Work request: Each line from the material with the word "trim" in it must be copied.

Records shown:
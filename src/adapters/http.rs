use {
    crate::{
        AppState,
        adapters::{
            ack::{MomoAck, VnpayAck},
            api_errors::ApiError,
            momo::{self, MomoNotification},
            vnpay,
        },
        domain::{
            error::PaymentError,
            id::OrderId,
            order::OrderStatus,
            payment::{PaymentRequest, Provider, ReconcileOutcome},
        },
        signing::canonical::{Params, VNPAY_SORTED},
    },
    axum::{
        Json, Router,
        extract::{
            ConnectInfo, DefaultBodyLimit, Path, Query, Request, State,
            rejection::{JsonRejection, QueryRejection},
        },
        http::{HeaderMap, header},
        middleware::{self, Next},
        response::{IntoResponse, Redirect, Response},
        routing::{get, post},
    },
    serde::{Deserialize, Serialize},
    std::{net::SocketAddr, time::Duration},
    tower_http::{timeout::TimeoutLayer, trace::TraceLayer},
    uuid::Uuid,
};

const REQUEST_TIMEOUT: Duration = Duration::from_secs(30);

pub fn router(state: AppState) -> Router {
    let operator = Router::new()
        .route("/payments/refund", post(refund))
        .route_layer(middleware::from_fn_with_state(state.clone(), require_admin));

    Router::new()
        .route("/", get(|| async { "ok" }))
        .route("/payments/{provider}/checkout", post(checkout))
        .route("/payments/vnpay/return", get(vnpay_return))
        .route("/payments/vnpay/ipn", get(vnpay_ipn))
        .route("/payments/momo/return", get(momo_return))
        .route("/payments/momo/ipn", post(momo_ipn))
        .merge(operator)
        .layer(DefaultBodyLimit::max(16 * 1024))
        .layer(TimeoutLayer::new(REQUEST_TIMEOUT))
        .layer(TraceLayer::new_for_http())
        .with_state(state)
}

/// Rejects operator requests without `Authorization: Bearer <ADMIN_API_TOKEN>`.
async fn require_admin(
    State(state): State<AppState>,
    request: Request,
    next: Next,
) -> Result<Response, ApiError> {
    let authorized = request
        .headers()
        .get(header::AUTHORIZATION)
        .and_then(|v| v.to_str().ok())
        .and_then(|v| v.strip_prefix("Bearer "))
        .zip(state.config.admin_token.as_ref())
        .is_some_and(|(presented, token)| token.matches(presented.trim()));

    if !authorized {
        tracing::warn!(path = %request.uri().path(), "operator request rejected");
        return Err(PaymentError::Unauthorized.into());
    }
    Ok(next.run(request).await)
}

/// Peer address, or the address our proxy appended to `X-Forwarded-For`
/// (the right-most entry) when the service runs behind a trusted proxy.
/// Entries to its left come from the client and are ignored.
fn client_ip(state: &AppState, peer: SocketAddr, headers: &HeaderMap) -> String {
    if state.config.trust_forwarded_for {
        let forwarded = headers
            .get("x-forwarded-for")
            .and_then(|v| v.to_str().ok())
            .and_then(|v| v.rsplit(',').next())
            .map(str::trim)
            .filter(|v| !v.is_empty());
        if let Some(ip) = forwarded {
            return ip.to_string();
        }
    }
    peer.ip().to_string()
}

#[derive(Debug, Deserialize)]
pub struct CheckoutBody {
    pub order_id: OrderId,
    pub order_info: Option<String>,
}

#[derive(Debug, Serialize)]
pub struct CheckoutResponse {
    pub pay_url: String,
    pub provider: Provider,
    pub order_id: OrderId,
}

#[tracing::instrument(name = "checkout", skip_all, fields(provider = %provider, order_id = %body.order_id))]
async fn checkout(
    State(state): State<AppState>,
    ConnectInfo(peer): ConnectInfo<SocketAddr>,
    headers: HeaderMap,
    Path(provider): Path<String>,
    Json(body): Json<CheckoutBody>,
) -> Result<Json<CheckoutResponse>, ApiError> {
    let provider = Provider::try_from(provider.as_str())?;
    let order = state
        .reconciler
        .store()
        .find_by_id(&body.order_id)
        .await?
        .ok_or_else(|| PaymentError::OrderNotFound(body.order_id.to_string()))?;

    let now = state.reconciler.clock().now();
    if order.status != OrderStatus::Pending || order.is_expired_at(now) {
        return Err(PaymentError::OrderStateConflict {
            order_id: order.id.to_string(),
            current: if order.status == OrderStatus::Pending {
                OrderStatus::Expired
            } else {
                order.status
            },
        }
        .into());
    }

    let order_info = body
        .order_info
        .filter(|s| !s.trim().is_empty())
        .unwrap_or_else(|| format!("Thanh toan don hang {}", order.id));

    let pay_url = match provider {
        Provider::Vnpay => {
            let cfg = &state.config.vnpay;
            let request = PaymentRequest {
                provider,
                order_id: order.id.clone(),
                amount: order.amount,
                order_info,
                return_url: cfg.return_url.clone(),
                notify_url: String::new(),
                request_id: order.id.to_string(),
                extra_data: String::new(),
            };
            let ip = client_ip(&state, peer, &headers);
            vnpay::build_payment_url(cfg, &request, &ip, now, order.expires_at)?
        }
        Provider::Momo => {
            let cfg = state.momo.config();
            let request = PaymentRequest {
                provider,
                order_id: order.id.clone(),
                amount: order.amount,
                order_info,
                return_url: cfg.redirect_url.clone(),
                notify_url: cfg.ipn_url.clone(),
                request_id: Uuid::now_v7().to_string(),
                extra_data: String::new(),
            };
            state.momo.create_payment(&request).await?
        }
    };

    tracing::info!("checkout created");
    Ok(Json(CheckoutResponse {
        pay_url,
        provider,
        order_id: order.id,
    }))
}

/// Where the payer lands after a redirect. Only a coarse status is exposed.
fn result_redirect(
    state: &AppState,
    result: &Result<ReconcileOutcome, PaymentError>,
    order_id: Option<&str>,
) -> Redirect {
    let status = match result {
        Ok(ReconcileOutcome::Applied(OrderStatus::Paid))
        | Ok(ReconcileOutcome::Duplicate(OrderStatus::Paid)) => "success",
        Ok(ReconcileOutcome::StillPending) => "pending",
        _ => "failed",
    };
    let query: String = form_urlencoded::Serializer::new(String::new())
        .append_pair("status", status)
        .append_pair("order_id", order_id.unwrap_or_default())
        .finish();
    Redirect::to(&format!("{}/payment/result?{query}", state.config.frontend_url))
}

async fn vnpay_return(
    State(state): State<AppState>,
    ConnectInfo(peer): ConnectInfo<SocketAddr>,
    headers: HeaderMap,
    Query(params): Query<Params>,
) -> Redirect {
    let order_id = params.get("vnp_TxnRef").cloned();
    let result = async {
        let signature = params.get(vnpay::SECURE_HASH).map(String::as_str);
        if !state.config.vnpay.signer.verify(&params, signature, &VNPAY_SORTED) {
            tracing::warn!(order_id = order_id.as_deref(), "VNPay return signature mismatch");
            return Err(PaymentError::InvalidSignature);
        }
        let callback = vnpay::parse_callback(&params, Some(client_ip(&state, peer, &headers)))?;
        state.reconciler.reconcile(&callback).await
    }
    .await;
    result_redirect(&state, &result, order_id.as_deref())
}

#[tracing::instrument(name = "vnpay_ipn", skip_all)]
async fn vnpay_ipn(
    State(state): State<AppState>,
    ConnectInfo(peer): ConnectInfo<SocketAddr>,
    headers: HeaderMap,
    query: Result<Query<Params>, QueryRejection>,
) -> Json<VnpayAck> {
    let Ok(Query(params)) = query else {
        tracing::warn!("unparseable VNPay IPN query");
        return Json(VnpayAck::new("99", "Invalid request"));
    };
    let source_ip = client_ip(&state, peer, &headers);
    let result = async {
        let signature = params.get(vnpay::SECURE_HASH).map(String::as_str);
        state
            .vnpay_ipn
            .authenticate(&source_ip, &params, signature)?;
        let callback = vnpay::parse_callback(&params, Some(source_ip.clone()))?;
        state.reconciler.reconcile(&callback).await
    }
    .await;

    if let Err(e) = &result {
        tracing::warn!(error = %e, "VNPay IPN not applied");
    }
    Json(VnpayAck::from_result(&result))
}

async fn momo_return(
    State(state): State<AppState>,
    ConnectInfo(peer): ConnectInfo<SocketAddr>,
    headers: HeaderMap,
    Query(mut params): Query<Params>,
) -> Redirect {
    let order_id = params.get("orderId").cloned();
    let cfg = state.momo.config();
    params.insert("accessKey".to_string(), cfg.access_key.clone());
    let result = async {
        let signature = params.get("signature").map(String::as_str);
        if !cfg.signer.verify(&params, signature, &momo::CALLBACK_RULE) {
            tracing::warn!(order_id = order_id.as_deref(), "MoMo return signature mismatch");
            return Err(PaymentError::InvalidSignature);
        }
        let callback = momo::parse_callback(&params, Some(client_ip(&state, peer, &headers)))?;
        state.reconciler.reconcile(&callback).await
    }
    .await;
    result_redirect(&state, &result, order_id.as_deref())
}

#[tracing::instrument(name = "momo_ipn", skip_all)]
async fn momo_ipn(
    State(state): State<AppState>,
    ConnectInfo(peer): ConnectInfo<SocketAddr>,
    headers: HeaderMap,
    body: Result<Json<MomoNotification>, JsonRejection>,
) -> Json<MomoAck> {
    let notification = match body {
        Ok(Json(n)) => n,
        Err(rejection) => {
            tracing::warn!(error = %rejection, "unparseable MoMo IPN body");
            return Json(MomoAck::new(99, "Invalid request"));
        }
    };
    let source_ip = client_ip(&state, peer, &headers);
    let params = notification.to_params(&state.momo.config().access_key);
    let result = async {
        state
            .momo_ipn
            .authenticate(&source_ip, &params, Some(&notification.signature))?;
        let callback = momo::parse_callback(&params, Some(source_ip.clone()))?;
        state.reconciler.reconcile(&callback).await
    }
    .await;

    if let Err(e) = &result {
        tracing::warn!(error = %e, "MoMo IPN not applied");
    }
    Json(MomoAck::from_result(&result))
}

#[derive(Debug, Deserialize)]
pub struct RefundBody {
    pub order_id: OrderId,
}

#[tracing::instrument(name = "refund_request", skip_all, fields(order_id = %body.order_id))]
async fn refund(
    State(state): State<AppState>,
    Json(body): Json<RefundBody>,
) -> Result<impl IntoResponse, ApiError> {
    let outcome = state.refunder.refund(&body.order_id).await?;
    let status = match outcome {
        ReconcileOutcome::Applied(_) => "refunded",
        ReconcileOutcome::Duplicate(_) => "duplicate",
        ReconcileOutcome::StillPending | ReconcileOutcome::Ignored(_) => "ignored",
    };
    Ok(Json(serde_json::json!({
        "status": status,
        "order_id": body.order_id,
    })))
}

Response for this exercise:
        .is_some_and(|(presented, token)| token.matches(presented.trim()));
            .map(str::trim)
        .filter(|s| !s.trim().is_empty())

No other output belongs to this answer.